*Stored data entries*
use sea_orm::entity::prelude::*;

#[derive(Clone, Debug, PartialEq, DeriveEntityModel)]
#[sea_orm(table_name = "listings")]
pub struct Model {
    #[sea_orm(primary_key, auto_increment = false)]
    pub id: Uuid,
    pub title: String,
    #[sea_orm(column_type = "Text")]
    pub description: String,
    pub price: i64,
    pub currency: String,
    pub category: String,
    pub property_type: String,
    pub bedrooms: Option<i32>,
    pub bathrooms: Option<i32>,
    pub area_sqft: Option<i32>,
    pub year_built: Option<i32>,
    pub address_line1: Option<String>,
    pub address_line2: Option<String>,
    pub city: Option<String>,
    pub state: Option<String>,
    pub postal_code: Option<String>,
    pub country: Option<String>,
    pub latitude: Option<f64>,
    pub longitude: Option<f64>,
    pub is_active: bool,
    pub created_by_id: Uuid,
    pub created_at: DateTimeWithTimeZone,
    pub updated_at: DateTimeWithTimeZone,
}

#[derive(Copy, Clone, Debug, EnumIter, DeriveRelation)]
pub enum Relation {
    #[sea_orm(
        belongs_to = "super::users::Entity",
        from = "Column::CreatedById",
        to = "super::users::Column::Id"
    )]
    Users,
    #[sea_orm(has_many = "super::listing_photos::Entity")]
    ListingPhotos,
    #[sea_orm(has_many = "super::listing_amenities::Entity")]
    ListingAmenities,
    #[sea_orm(has_many = "super::visits::Entity")]
    Visits,
}

impl Related<super::users::Entity> for Entity {
    fn to() -> RelationDef {
        Relation::Users.def()
    }
}

impl Related<super::listing_photos::Entity> for Entity {
    fn to() -> RelationDef {
        Relation::ListingPhotos.def()
    }
}

impl Related<super::listing_amenities::Entity> for Entity {
    fn to() -> RelationDef {
        Relation::ListingAmenities.def()
    }
}

impl Related<super::visits::Entity> for Entity {
    fn to() -> RelationDef {
        Relation::Visits.def()
    }
}

impl ActiveModelBehavior for ActiveModel {}
async fn load_one<C>(db: &C, model: ListingModel) -> AppResult<Listing>
where
    C: ConnectionTrait,
{
    load_listings(db, vec![model])
        .await?
        .pop()
        .ok_or(AppError::NotFound)
}

/// Attach photos, amenities and owner summaries, preserving input order.
async fn load_listings<C>(db: &C, models: Vec<ListingModel>) -> AppResult<Vec<Listing>>
where
    C: ConnectionTrait,
{
    if models.is_empty() {
        return Ok(Vec::new());
    }
    let ids: Vec<Uuid> = models.iter().map(|m| m.id).collect();
    let owner_ids: Vec<Uuid> = models.iter().map(|m| m.created_by_id).collect();

    let mut photos: HashMap<Uuid, Vec<ListingPhoto>> = HashMap::new();
    for photo in ListingPhotos::find()
        .filter(PhotoCol::ListingId.is_in(ids.clone()))
        .order_by_asc(PhotoCol::Position)
        .all(db)
        .await?
    {
        photos
            .entry(photo.listing_id)
            .or_default()
            .push(photo_from_entity(photo));
    }

    let mut amenities: HashMap<Uuid, Vec<Amenity>> = HashMap::new();
    for (link, amenity) in ListingAmenities::find()
        .filter(LinkCol::ListingId.is_in(ids))
        .find_also_related(Amenities)
        .all(db)
        .await?
    {
        if let Some(amenity) = amenity {
            amenities
                .entry(link.listing_id)
                .or_default()
                .push(amenity_from_entity(amenity));
        }
    }
    for list in amenities.values_mut() {
        list.sort_by(|a, b| a.code.cmp(&b.code));
    }

    let owners: HashMap<Uuid, UserModel> = Users::find()
        .filter(UserCol::Id.is_in(owner_ids))
        .all(db)
        .await?
        .into_iter()
        .map(|user| (user.id, user))
        .collect();

    models
        .into_iter()
        .map(|model| {
            let owner = owners.get(&model.created_by_id).map(owner_from_entity).transpose()?;
            let photos = photos.remove(&model.id).unwrap_or_default();
            let amenities = amenities.remove(&model.id).unwrap_or_default();
            listing_from_entity(model, photos, amenities, owner)
        })
        .collect()
}

fn listing_from_entity(
    model: ListingModel,
    photos: Vec<ListingPhoto>,
    amenities: Vec<Amenity>,
    owner: Option<ListingOwner>,
) -> AppResult<Listing> {
    Ok(Listing {
        id: model.id,
        title: model.title,
        description: model.description,
        price: model.price,
        currency: model.currency,
        category: model.category.parse()?,
        property_type: model.property_type.parse()?,
        bedrooms: model.bedrooms,
        bathrooms: model.bathrooms,
        area_sqft: model.area_sqft,
        year_built: model.year_built,
        address_line1: model.address_line1,
        address_line2: model.address_line2,
        city: model.city,
        state: model.state,
        postal_code: model.postal_code,
        country: model.country,
        latitude: model.latitude,
        longitude: model.longitude,
        is_active: model.is_active,
        created_by_id: model.created_by_id,
        created_at: model.created_at.with_timezone(&Utc),
        updated_at: model.updated_at.with_timezone(&Utc),
        photos,
        amenities,
        owner,
    })
}

fn summary_from_entity(model: ListingModel, cover_photo: Option<String>) -> AppResult<ListingSummary> {
    Ok(ListingSummary {
        id: model.id,
        title: model.title,
        price: model.price,
        currency: model.currency,
        city: model.city,
        state: model.state,
        category: model.category.parse()?,
        property_type: model.property_type.parse()?,
        bedrooms: model.bedrooms,
        bathrooms: model.bathrooms,
        cover_photo,
    })
}

fn photo_from_entity(model: PhotoModel) -> ListingPhoto {
    ListingPhoto {
        id: model.id,
        url: model.url,
        caption: model.caption,
        order: model.position,
    }
}

fn owner_from_entity(model: &UserModel) -> AppResult<ListingOwner> {
    Ok(ListingOwner {
        id: model.id,
        name: model.name.clone(),
        email: model.email.clone(),
        phone: model.phone.clone(),
        role: model.role.parse()?,
    })
}
use serde::Serialize;
use utoipa::ToSchema;

use crate::routes::params::Pagination;

/// Paging details; all `None` for single-resource responses.
#[derive(Debug, Serialize, ToSchema, Clone, PartialEq, Eq)]
pub struct Meta {
    pub page: Option<i64>,
    pub per_page: Option<i64>,
    pub total: Option<i64>,
    pub total_pages: Option<i64>,
}

impl Meta {
    pub fn new(page: i64, per_page: i64, total: i64) -> Self {
        let total_pages = if per_page > 0 {
            (total + per_page - 1) / per_page
        } else {
            0
        };
        Self {
            page: Some(page),
            per_page: Some(per_page),
            total: Some(total),
            total_pages: Some(total_pages),
        }
    }

    pub fn for_page(pagination: &Pagination, total: u64) -> Self {
        Self::new(
            pagination.page,
            pagination.per_page,
            i64::try_from(total).unwrap_or(i64::MAX),
        )
    }

    pub fn empty() -> Self {
        Self {
            page: None,
            per_page: None,
            total: None,
            total_pages: None,
        }
    }
}

/// Envelope shared by every JSON response, errors included.
#[derive(Debug, Serialize, ToSchema)]
pub struct ApiResponse<T> {
    pub message: String,
    pub data: Option<T>,
    pub meta: Option<Meta>,
}

impl<T: Serialize> ApiResponse<T> {
    pub fn success(message: impl Into<String>, data: T, meta: Option<Meta>) -> Self {
        Self {
            message: message.into(),
            data: Some(data),
            meta,
        }
    }

    /// A single resource.
    pub fn ok(message: impl Into<String>, data: T) -> Self {
        Self::success(message, data, Some(Meta::empty()))
    }

    /// One page of a longer result set.
    pub fn page(message: impl Into<String>, data: T, pagination: &Pagination, total: u64) -> Self {
        Self::success(message, data, Some(Meta::for_page(pagination, total)))
    }
}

*Task item*
In the data above, find the line that contains "impl Related<super::visits::Entity> for", then reproduce exactly every line from the first line through that line.

*Result for this exercise*
use sea_orm::entity::prelude::*;

#[derive(Clone, Debug, PartialEq, DeriveEntityModel)]
#[sea_orm(table_name = "listings")]
pub struct Model {
    #[sea_orm(primary_key, auto_increment = false)]
    pub id: Uuid,
    pub title: String,
    #[sea_orm(column_type = "Text")]
    pub description: String,
    pub price: i64,
    pub currency: String,
    pub category: String,
    pub property_type: String,
    pub bedrooms: Option<i32>,
    pub bathrooms: Option<i32>,
    pub area_sqft: Option<i32>,
    pub year_built: Option<i32>,
    pub address_line1: Option<String>,
    pub address_line2: Option<String>,
    pub city: Option<String>,
    pub state: Option<String>,
    pub postal_code: Option<String>,
    pub country: Option<String>,
    pub latitude: Option<f64>,
    pub longitude: Option<f64>,
    pub is_active: bool,
    pub created_by_id: Uuid,
    pub created_at: DateTimeWithTimeZone,
    pub updated_at: DateTimeWithTimeZone,
}

#[derive(Copy, Clone, Debug, EnumIter, DeriveRelation)]
pub enum Relation {
    #[sea_orm(
        belongs_to = "super::users::Entity",
        from = "Column::CreatedById",
        to = "super::users::Column::Id"
    )]
    Users,
    #[sea_orm(has_many = "super::listing_photos::Entity")]
    ListingPhotos,
    #[sea_orm(has_many = "super::listing_amenities::Entity")]
    ListingAmenities,
    #[sea_orm(has_many = "super::visits::Entity")]
    Visits,
}

impl Related<super::users::Entity> for Entity {
    fn to() -> RelationDef {
        Relation::Users.def()
    }
}

impl Related<super::listing_photos::Entity> for Entity {
    fn to() -> RelationDef {
        Relation::ListingPhotos.def()
    }
}

impl Related<super::listing_amenities::Entity> for Entity {
    fn to() -> RelationDef {
        Relation::ListingAmenities.def()
    }
}

impl Related<super::visits::Entity> for Entity {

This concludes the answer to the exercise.